• TASK BRIEF
Beneath this instruction is a listing. Transcribe from it only the stretch from the line with "repository 41b9cbb374f54089" through the line with "key by its ID", both end lines included, exactly as written.

• EXERCISE MATERIAL
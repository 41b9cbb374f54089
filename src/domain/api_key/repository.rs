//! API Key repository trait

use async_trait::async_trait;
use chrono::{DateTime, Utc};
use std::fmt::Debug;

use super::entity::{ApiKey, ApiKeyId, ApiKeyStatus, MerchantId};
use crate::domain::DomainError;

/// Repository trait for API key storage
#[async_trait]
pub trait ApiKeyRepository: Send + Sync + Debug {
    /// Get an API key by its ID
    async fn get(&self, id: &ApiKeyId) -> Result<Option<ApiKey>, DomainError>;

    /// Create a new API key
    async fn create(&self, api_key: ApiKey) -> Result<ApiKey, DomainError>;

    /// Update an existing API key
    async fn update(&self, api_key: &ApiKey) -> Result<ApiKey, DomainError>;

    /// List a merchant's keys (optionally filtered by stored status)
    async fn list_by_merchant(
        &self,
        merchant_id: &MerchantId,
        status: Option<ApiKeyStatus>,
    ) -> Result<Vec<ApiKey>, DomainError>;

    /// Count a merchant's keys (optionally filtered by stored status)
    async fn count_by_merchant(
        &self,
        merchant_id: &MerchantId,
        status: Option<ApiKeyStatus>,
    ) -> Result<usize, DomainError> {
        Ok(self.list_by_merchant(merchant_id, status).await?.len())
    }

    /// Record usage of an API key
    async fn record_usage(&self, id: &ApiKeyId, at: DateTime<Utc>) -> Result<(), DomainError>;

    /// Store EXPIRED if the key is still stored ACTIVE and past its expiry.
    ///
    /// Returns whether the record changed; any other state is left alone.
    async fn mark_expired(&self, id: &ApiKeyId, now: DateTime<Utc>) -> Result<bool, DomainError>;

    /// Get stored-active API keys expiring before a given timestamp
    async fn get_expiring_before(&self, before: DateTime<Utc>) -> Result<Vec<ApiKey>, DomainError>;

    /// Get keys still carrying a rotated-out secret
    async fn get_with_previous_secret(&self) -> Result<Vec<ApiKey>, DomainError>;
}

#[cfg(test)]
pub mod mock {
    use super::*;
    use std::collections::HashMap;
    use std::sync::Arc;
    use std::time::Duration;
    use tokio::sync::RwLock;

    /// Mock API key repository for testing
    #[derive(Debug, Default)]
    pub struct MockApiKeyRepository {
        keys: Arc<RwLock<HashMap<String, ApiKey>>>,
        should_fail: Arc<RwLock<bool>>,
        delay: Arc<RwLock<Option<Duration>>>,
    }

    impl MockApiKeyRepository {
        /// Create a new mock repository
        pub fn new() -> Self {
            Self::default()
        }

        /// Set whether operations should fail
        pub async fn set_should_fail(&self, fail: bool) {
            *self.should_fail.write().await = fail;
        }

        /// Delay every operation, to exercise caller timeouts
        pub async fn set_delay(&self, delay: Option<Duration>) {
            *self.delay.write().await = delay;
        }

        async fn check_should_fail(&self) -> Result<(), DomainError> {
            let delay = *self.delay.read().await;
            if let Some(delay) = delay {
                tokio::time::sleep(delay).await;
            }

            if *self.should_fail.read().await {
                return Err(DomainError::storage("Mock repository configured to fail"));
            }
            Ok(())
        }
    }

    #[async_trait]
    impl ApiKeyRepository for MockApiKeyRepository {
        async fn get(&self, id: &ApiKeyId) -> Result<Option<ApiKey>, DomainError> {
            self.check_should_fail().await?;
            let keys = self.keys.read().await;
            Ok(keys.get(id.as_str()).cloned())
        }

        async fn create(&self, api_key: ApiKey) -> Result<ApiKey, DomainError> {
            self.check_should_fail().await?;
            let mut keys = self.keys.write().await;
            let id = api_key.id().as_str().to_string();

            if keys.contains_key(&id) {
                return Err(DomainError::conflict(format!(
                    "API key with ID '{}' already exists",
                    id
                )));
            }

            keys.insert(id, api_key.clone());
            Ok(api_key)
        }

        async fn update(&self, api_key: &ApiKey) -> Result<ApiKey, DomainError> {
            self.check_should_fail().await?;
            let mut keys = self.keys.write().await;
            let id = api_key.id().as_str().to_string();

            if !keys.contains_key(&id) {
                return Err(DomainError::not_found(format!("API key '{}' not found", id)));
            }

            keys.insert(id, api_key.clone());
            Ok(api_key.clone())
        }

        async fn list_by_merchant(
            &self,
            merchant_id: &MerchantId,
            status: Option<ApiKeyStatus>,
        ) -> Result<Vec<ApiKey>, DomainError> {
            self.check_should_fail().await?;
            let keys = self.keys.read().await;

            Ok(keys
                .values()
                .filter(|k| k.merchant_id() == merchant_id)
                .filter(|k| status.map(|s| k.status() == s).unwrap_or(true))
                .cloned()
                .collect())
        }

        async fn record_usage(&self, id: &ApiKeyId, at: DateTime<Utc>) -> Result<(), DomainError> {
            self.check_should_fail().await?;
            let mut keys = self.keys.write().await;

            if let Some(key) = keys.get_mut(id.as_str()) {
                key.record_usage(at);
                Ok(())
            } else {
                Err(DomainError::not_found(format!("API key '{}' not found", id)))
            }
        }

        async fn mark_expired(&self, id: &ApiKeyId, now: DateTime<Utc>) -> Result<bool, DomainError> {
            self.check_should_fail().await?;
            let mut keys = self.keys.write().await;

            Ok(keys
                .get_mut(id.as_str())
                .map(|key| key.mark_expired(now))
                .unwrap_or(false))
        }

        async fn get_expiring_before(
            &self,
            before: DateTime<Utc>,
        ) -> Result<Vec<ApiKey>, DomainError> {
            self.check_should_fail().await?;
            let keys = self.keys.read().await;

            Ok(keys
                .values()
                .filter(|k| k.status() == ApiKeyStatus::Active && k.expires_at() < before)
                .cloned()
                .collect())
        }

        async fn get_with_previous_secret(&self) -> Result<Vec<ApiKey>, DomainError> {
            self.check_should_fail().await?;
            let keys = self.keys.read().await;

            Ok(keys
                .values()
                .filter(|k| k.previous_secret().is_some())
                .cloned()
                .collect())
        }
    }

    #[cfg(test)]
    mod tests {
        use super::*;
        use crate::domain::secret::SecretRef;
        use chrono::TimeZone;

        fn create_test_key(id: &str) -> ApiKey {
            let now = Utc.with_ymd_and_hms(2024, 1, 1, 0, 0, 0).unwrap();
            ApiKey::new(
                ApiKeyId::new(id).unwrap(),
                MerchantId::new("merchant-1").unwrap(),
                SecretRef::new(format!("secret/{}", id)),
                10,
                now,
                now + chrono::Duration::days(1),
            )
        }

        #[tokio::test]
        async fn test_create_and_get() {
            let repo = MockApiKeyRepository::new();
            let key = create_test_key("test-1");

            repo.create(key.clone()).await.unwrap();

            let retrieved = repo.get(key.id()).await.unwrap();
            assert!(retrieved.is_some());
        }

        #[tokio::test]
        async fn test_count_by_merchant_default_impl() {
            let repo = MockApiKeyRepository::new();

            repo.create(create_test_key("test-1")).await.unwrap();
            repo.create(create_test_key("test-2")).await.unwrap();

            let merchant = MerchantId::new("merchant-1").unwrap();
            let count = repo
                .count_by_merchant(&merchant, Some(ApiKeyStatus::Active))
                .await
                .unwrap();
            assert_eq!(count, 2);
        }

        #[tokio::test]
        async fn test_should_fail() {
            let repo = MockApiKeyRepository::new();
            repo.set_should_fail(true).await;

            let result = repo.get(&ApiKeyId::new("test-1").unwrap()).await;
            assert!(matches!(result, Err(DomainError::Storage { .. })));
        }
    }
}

* * *

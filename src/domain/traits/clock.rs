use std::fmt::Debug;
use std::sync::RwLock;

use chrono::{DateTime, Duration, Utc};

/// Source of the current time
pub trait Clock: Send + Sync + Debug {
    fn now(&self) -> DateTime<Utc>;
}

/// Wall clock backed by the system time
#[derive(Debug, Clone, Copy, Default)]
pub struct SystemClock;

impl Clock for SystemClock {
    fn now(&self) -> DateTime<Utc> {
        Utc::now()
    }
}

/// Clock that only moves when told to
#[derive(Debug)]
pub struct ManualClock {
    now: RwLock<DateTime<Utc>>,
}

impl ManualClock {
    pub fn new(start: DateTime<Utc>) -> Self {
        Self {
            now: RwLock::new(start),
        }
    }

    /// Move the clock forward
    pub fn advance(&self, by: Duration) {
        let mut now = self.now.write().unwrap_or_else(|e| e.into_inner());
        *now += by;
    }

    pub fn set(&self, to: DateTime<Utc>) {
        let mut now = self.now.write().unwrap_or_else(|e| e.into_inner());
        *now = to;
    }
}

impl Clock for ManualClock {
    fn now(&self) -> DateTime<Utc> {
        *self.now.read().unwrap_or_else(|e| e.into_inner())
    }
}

• YOUR RESPONSE
repository 41b9cbb374f54089
filename src/domain/api_key/repository.rs
//! API Key repository trait

use async_trait::async_trait;
use chrono::{DateTime, Utc};
use std::fmt::Debug;

use super::entity::{ApiKey, ApiKeyId, ApiKeyStatus, MerchantId};
use crate::domain::DomainError;

/// Repository trait for API key storage
#[async_trait]
pub trait ApiKeyRepository: Send + Sync + Debug {
    /// Get an API key by its ID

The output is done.